Thank you for posting, I will give this a try tonight.

----------


## argenis25

Same Here.

----------


## SuperEgo

can you use a perfume or a cologne and use the sense of smell instead of using pain as the anchor?

----------


## fOrceez

> can you use a perfume or a cologne and use the sense of smell instead of using pain as the anchor?



Sure. You could even use something like a fan (white noise)

----------


## ProdigyRd

Im having trouble with Step 5. I go to sleep for a few hours, have my alarm interrupt my REM. I dismiss my alarm, and either use the bathroom, or start with the next step.

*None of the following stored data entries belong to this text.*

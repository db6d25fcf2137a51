//! # Proxy Pool
//! Optional upstream egress paths. The list comes from configuration (a
//! semicolon-separated value and/or a remote list URL), is cached for a
//! TTL (default 6h), and can optionally be health-probed before use. When
//! nothing is configured, `get_proxy` yields `None` — direct connection.

use std::sync::Arc;
use std::time::Duration;

use anyhow::{Context, Result};
use async_trait::async_trait;
use rand::seq::IndexedRandom;
use tokio::sync::{Mutex, Semaphore};
use tokio::task::JoinSet;
use tokio::time::Instant;

use crate::store::Store;

const DEFAULT_TTL: Duration = Duration::from_secs(6 * 60 * 60);
const PROBE_WORKERS: usize = 10;
const PROBE_TIMEOUT: Duration = Duration::from_secs(5);

/// One proxy endpoint, normalized to a full URL (`http://host:port`).
#[derive(Debug, Clone, PartialEq, Eq, Hash)]
pub struct ProxyEndpoint(String);

impl ProxyEndpoint {
    pub fn parse(raw: &str) -> Option<Self> {
        let raw = raw.trim();
        if raw.is_empty() {
            return None;
        }
        if raw.contains("://") {
            Some(Self(raw.to_string()))
        } else {
            Some(Self(format!("http://{raw}")))
        }
    }

    pub fn as_url(&self) -> &str {
        &self.0
    }

    pub fn to_reqwest(&self) -> Result<reqwest::Proxy> {
        reqwest::Proxy::all(&self.0).with_context(|| format!("invalid proxy url {}", self.0))
    }
}

/// Strategy seam mirroring `ChooseIdentity`: selection policy is swappable
/// without touching the fetch path.
#[async_trait]
pub trait ChooseProxy: Send + Sync {
    async fn get_proxy(&self) -> Option<ProxyEndpoint>;
    async fn report_success(&self, _proxy: &ProxyEndpoint, _latency: Duration) {}
    async fn report_error(&self, _proxy: &ProxyEndpoint) {}
}

#[derive(Default)]
struct Cache {
    endpoints: Option<Vec<ProxyEndpoint>>,
    loaded: bool,
    refreshed_at: Option<Instant>,
}

#[derive(Debug, Default, Clone, Copy)]
struct Score {
    successes: u64,
    errors: u64,
}

pub struct ProxyPool {
    store: Arc<dyn Store>,
    client: reqwest::Client,
    /// Host to probe candidates against; `None` disables probing.
    probe_host: Option<String>,
    ttl: Duration,
    cache: Mutex<Cache>,
    scores: Mutex<std::collections::HashMap<ProxyEndpoint, Score>>,
}

impl ProxyPool {
    pub fn new(store: Arc<dyn Store>, probe_host: Option<String>) -> Self {
        Self {
            store,
            client: reqwest::Client::new(),
            probe_host,
            ttl: DEFAULT_TTL,
            cache: Mutex::new(Cache::default()),
            scores: Mutex::new(std::collections::HashMap::new()),
        }
    }

    /// Drop the cached list; the next `get_proxy` reloads from config.
    pub async fn invalidate(&self) {
        let mut cache = self.cache.lock().await;
        *cache = Cache::default();
        tracing::info!("proxy cache invalidated");
    }

    pub async fn count(&self) -> usize {
        let cache = self.cache.lock().await;
        cache.endpoints.as_ref().map(Vec::len).unwrap_or(0)
    }

    async fn load(&self) -> Option<Vec<ProxyEndpoint>> {
        let mut all: Vec<ProxyEndpoint> = Vec::new();

        // Source 1: inline list, semicolon-separated.
        if let Ok(raw) = self.store.get_config("proxy_list", "").await {
            all.extend(raw.split(';').filter_map(ProxyEndpoint::parse));
        }

        // Source 2: remote list URL, one host:port per line.
        if let Ok(url) = self.store.get_config("proxy_list_url", "").await {
            let url = url.trim().to_string();
            if !url.is_empty() {
                let fetched = self.fetch_from_url(&url).await;
                tracing::info!(count = fetched.len(), "fetched proxy list from url");
                all.extend(fetched);
            }
        }

        if all.is_empty() {
            tracing::debug!("no proxies configured, using direct connection");
            return None;
        }

        let check = self
            .store
            .get_config("proxy_check_enabled", "false")
            .await
            .map(|v| v.eq_ignore_ascii_case("true"))
            .unwrap_or(false);
        if check {
            if let Some(host) = self.probe_host.clone() {
                tracing::info!(candidates = all.len(), "probing proxy candidates");
                let working = self.probe_parallel(all.clone(), &host).await;
                tracing::info!(working = working.len(), total = all.len(), "proxy probe done");
                if !working.is_empty() {
                    return Some(working);
                }
                // An empty probe result must not cut all egress paths.
            }
        }
        Some(all)
    }

    async fn fetch_from_url(&self, url: &str) -> Vec<ProxyEndpoint> {
        let response = match self
            .client
            .get(url)
            .timeout(Duration::from_secs(10))
            .send()
            .await
        {
            Ok(r) => r,
            Err(e) => {
                tracing::warn!(error = %e, "proxy list fetch failed");
                return Vec::new();
            }
        };
        let body = match response.text().await {
            Ok(b) => b,
            Err(e) => {
                tracing::warn!(error = %e, "proxy list body unreadable");
                return Vec::new();
            }
        };
        body.lines()
            .map(str::trim)
            .filter(|l| !l.is_empty() && !l.starts_with('#') && l.contains(':'))
            .filter_map(ProxyEndpoint::parse)
            .collect()
    }

    async fn probe_parallel(
        &self,
        candidates: Vec<ProxyEndpoint>,
        probe_host: &str,
    ) -> Vec<ProxyEndpoint> {
        let sem = Arc::new(Semaphore::new(PROBE_WORKERS));
        let probe_url = format!("https://{probe_host}/");
        let mut set = JoinSet::new();
        for proxy in candidates {
            let sem = Arc::clone(&sem);
            let probe_url = probe_url.clone();
            set.spawn(async move {
                let _permit = sem.acquire_owned().await.ok()?;
                probe_one(&proxy, &probe_url).await.then_some(proxy)
            });
        }
        let mut working = Vec::new();
        while let Some(joined) = set.join_next().await {
            if let Ok(Some(proxy)) = joined {
                working.push(proxy);
            }
        }
        working
    }
}

/// HEAD request through the candidate; any 2xx/3xx (redirects included)
/// counts as alive.
async fn probe_one(proxy: &ProxyEndpoint, probe_url: &str) -> bool {
    let Ok(reqwest_proxy) = proxy.to_reqwest() else {
        return false;
    };
    let Ok(client) = reqwest::Client::builder()
        .proxy(reqwest_proxy)
        .redirect(reqwest::redirect::Policy::none())
        .timeout(PROBE_TIMEOUT)
        .build()
    else {
        return false;
    };
    match client.head(probe_url).send().await {
        Ok(r) => r.status().is_success() || r.status().is_redirection(),
        Err(_) => false,
    }
}

#[async_trait]
impl ChooseProxy for ProxyPool {
    async fn get_proxy(&self) -> Option<ProxyEndpoint> {
        let mut cache = self.cache.lock().await;
        let expired = cache
            .refreshed_at
            .map(|t| t.elapsed() > self.ttl)
            .unwrap_or(false);
        if !cache.loaded || expired {
            cache.endpoints = self.load().await;
            cache.loaded = true;
            cache.refreshed_at = Some(Instant::now());
        }
        cache
            .endpoints
            .as_deref()
            .and_then(|list| list.choose(&mut rand::rng()).cloned())
    }

    async fn report_success(&self, proxy: &ProxyEndpoint, latency: Duration) {
        let mut scores = self.scores.lock().await;
        scores.entry(proxy.clone()).or_default().successes += 1;
        tracing::trace!(proxy = proxy.as_url(), ms = latency.as_millis() as u64, "proxy ok");
    }

    async fn report_error(&self, proxy: &ProxyEndpoint) {
        let mut scores = self.scores.lock().await;
        scores.entry(proxy.clone()).or_default().errors += 1;
    }
}

/// Always-direct strategy for deployments without proxies and for tests.
pub struct DirectOnly;

#[async_trait]
impl ChooseProxy for DirectOnly {
    async fn get_proxy(&self) -> Option<ProxyEndpoint> {
        None
    }
}

#[cfg(test)]
mod tests {
    use super::*;
    use crate::store::MemStore;

    #[test]
    fn endpoint_normalization_adds_scheme() {
        assert_eq!(
            ProxyEndpoint::parse("1.2.3.4:8080").unwrap().as_url(),
            "http://1.2.3.4:8080"
        );
        assert_eq!(
            ProxyEndpoint::parse("socks5://1.2.3.4:9050").unwrap().as_url(),
            "socks5://1.2.3.4:9050"
        );
        assert!(ProxyEndpoint::parse("  ").is_none());
    }

    #[tokio::test]
    async fn empty_config_means_direct_connection() {
        let store = Arc::new(MemStore::new());
        let pool = ProxyPool::new(store, Some("www.example.pl".into()));
        assert!(pool.get_proxy().await.is_none());
    }

    #[tokio::test]
    async fn inline_list_is_cached_and_selected() {
        let store = Arc::new(MemStore::new());
        store
            .set_config("proxy_list", "1.2.3.4:8080;user:pass@5.6.7.8:3128;")
            .await
            .unwrap();
        let pool = ProxyPool::new(store, Some("www.example.pl".into()));
        let picked = pool.get_proxy().await.expect("proxy expected");
        assert!(picked.as_url().starts_with("http://"));
        assert_eq!(pool.count().await, 2);
    }

    #[tokio::test]
    async fn invalidate_forces_reload() {
        let store = Arc::new(MemStore::new());
        store.set_config("proxy_list", "1.2.3.4:8080").await.unwrap();
        let pool = ProxyPool::new(Arc::clone(&store) as Arc<dyn Store>, Some("www.example.pl".into()));
        assert!(pool.get_proxy().await.is_some());

        store.set_config("proxy_list", "").await.unwrap();
        // Cache still serves the old list until invalidated.
        assert!(pool.get_proxy().await.is_some());
        pool.invalidate().await;
        assert!(pool.get_proxy().await.is_none());
    }
}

I lay stomach up and "numb" my body. 
I use my computer fan sound as my anchor.
I get the "tingly" feeling, but it never activates my dream. 
Im always aware, and have a hard time falling back to sleep. Any help?

----------


## fOrceez

> Im having trouble with Step 5. I go to sleep for a few hours, have my alarm interrupt my REM. I dismiss my alarm, and either use the bathroom, or start with the next step.
> 
> I lay stomach up and "numb" my body. 
> I use my computer fan sound as my anchor.
> I get the "tingly" feeling, but it never activates my dream. 
> Im always aware, and have a hard time falling back to sleep. Any help?



 The most important part is falling asleep. Being aware is useless if you're too aware and not able to fall asleep. If you're able to, visualise something. Nothing has to be specific. Ever just the blur of objects  :smiley:

----------


## ProdigyRd

> The most important part is falling asleep. Being aware is useless if you're too aware and not able to fall asleep. If you're able to, visualise something. Nothing has to be specific. Ever just the blur of objects



Thanks, ill keep trying!

----------


## lawilahd

Yea most people think that you have to stay aware throughout the whole endeveour, which is actually really hard to accomplish along with a successful WILD. You have to fall asleep when you WILD, but not in the traditional sense. Normally when you fall asleep, you lose consciousness, as your consscious brain sleeps, and the unconscious brain is tasked with making the dreams and making all the situations seem real. When you become lucid, it is when your conscious mind will awaken inside the dream, and for WILD'ing successfully, you need to awaken your conscious mind just before you pass that line of consciousness. Alot of the time this happens to me either with DEILD, or sometimes I will randomly feel aware of the fact that I'm asleep attempting to WILD, and seconds later the SP effects start to hit me.

----------


## Qwer

is this like the idea that i posted a while ago?
http://www.dreamviews.com/f12/idea-new-method-123124/

----------


## ChaosReaper

so I just endure the pain and go to sleep?? What if I fell asleep and find myself awake in the morning....i need answers

----------


## Silenceimasleep

Props on an amazing post. Very helpful information thank you A TON.

----------


## MistDragon

Thank you for the guide. I have a couple of thoughts in regards to some of the examples you gave.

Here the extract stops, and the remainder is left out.